_Assignment:_ Your task is to copy every line of the entries that contains "prepare".

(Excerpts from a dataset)
▬▬▬

//! Build pipeline for post processing.
//!
//! Posts move through a series of stages:
//! 1. Markdown rendering (to HTML with TOC and excerpt)
//! 2. Routing (layout check and permalink expansion)
//! 3. Template rendering (layout wrapper, needs the finished index)
//!
//! Stages run per post. A post that fails any stage is dropped from the run
//! and reported as a `PostFailure`; its siblings carry on.

mod context;
mod document;
mod error;
mod stages;

pub use context::PipelineContext;
pub use document::{ProcessingDocument, Route};
pub use error::{PipelineError, PostFailure};

use stages::{MarkdownStage, RouteStage, TemplateStage};

/// A stage in the post processing pipeline.
pub trait Stage: Send + Sync {
    /// Unique name for this stage (used in logs).
    fn name(&self) -> &'static str;

    /// Process one post.
    ///
    /// Posts are passed by mutable reference so stages can transform
    /// their content in place. The `ctx` provides access to shared resources
    /// like the renderer and highlighter.
    fn process(
        &self,
        doc: &mut ProcessingDocument,
        ctx: &PipelineContext,
    ) -> Result<(), PipelineError>;
}

/// The post processing pipeline.
///
/// Building runs two pipelines: `prepare` (markdown → route) over every post,
/// then `render` (template) once the tag and category indexes exist.
pub struct Pipeline {
    stages: Vec<Box<dyn Stage>>,
}

impl Pipeline {
    /// Create an empty pipeline with no stages.
    fn new() -> Self {
        Self { stages: Vec::new() }
    }

    /// Stages that don't depend on other posts: markdown → route
    pub fn prepare() -> Self {
        let mut pipeline = Self::new();
        pipeline.add_stage(MarkdownStage);
        pipeline.add_stage(RouteStage);
        pipeline
    }

    /// Stages that read the site index: template
    pub fn render() -> Self {
        let mut pipeline = Self::new();
        pipeline.add_stage(TemplateStage);
        pipeline
    }

    /// Add a stage to the end of the pipeline.
    pub fn add_stage<S: Stage + 'static>(&mut self, stage: S) -> &mut Self {
        self.stages.push(Box::new(stage));
        self
    }

    /// Run the pipeline on a set of posts.
    ///
    /// Returns the posts that made it through every stage, in their original
    /// order. The rest are appended to `failures`.
    pub fn run(
        &self,
        docs: Vec<ProcessingDocument>,
        ctx: &PipelineContext,
        failures: &mut Vec<PostFailure>,
    ) -> Vec<ProcessingDocument> {
        let mut survivors = Vec::with_capacity(docs.len());

        'docs: for mut doc in docs {
            for stage in &self.stages {
                if let Err(error) = stage.process(&mut doc, ctx) {
                    tracing::debug!(
                        stage = stage.name(),
                        path = %doc.post.source_path.display(),
                        "post failed"
                    );
                    failures.push(PostFailure::new(doc.post.source_path.clone(), error));
                    continue 'docs;
                }
            }
            survivors.push(doc);
        }

        survivors
    }

    /// Get the names of all stages in order.
    #[cfg(test)]
    pub fn stage_names(&self) -> Vec<&'static str> {
        self.stages.iter().map(|s| s.name()).collect()
    }
}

▬▬▬

_Solved problem:_
/// Building runs two pipelines: `prepare` (markdown → route) over every post,
    pub fn prepare() -> Self {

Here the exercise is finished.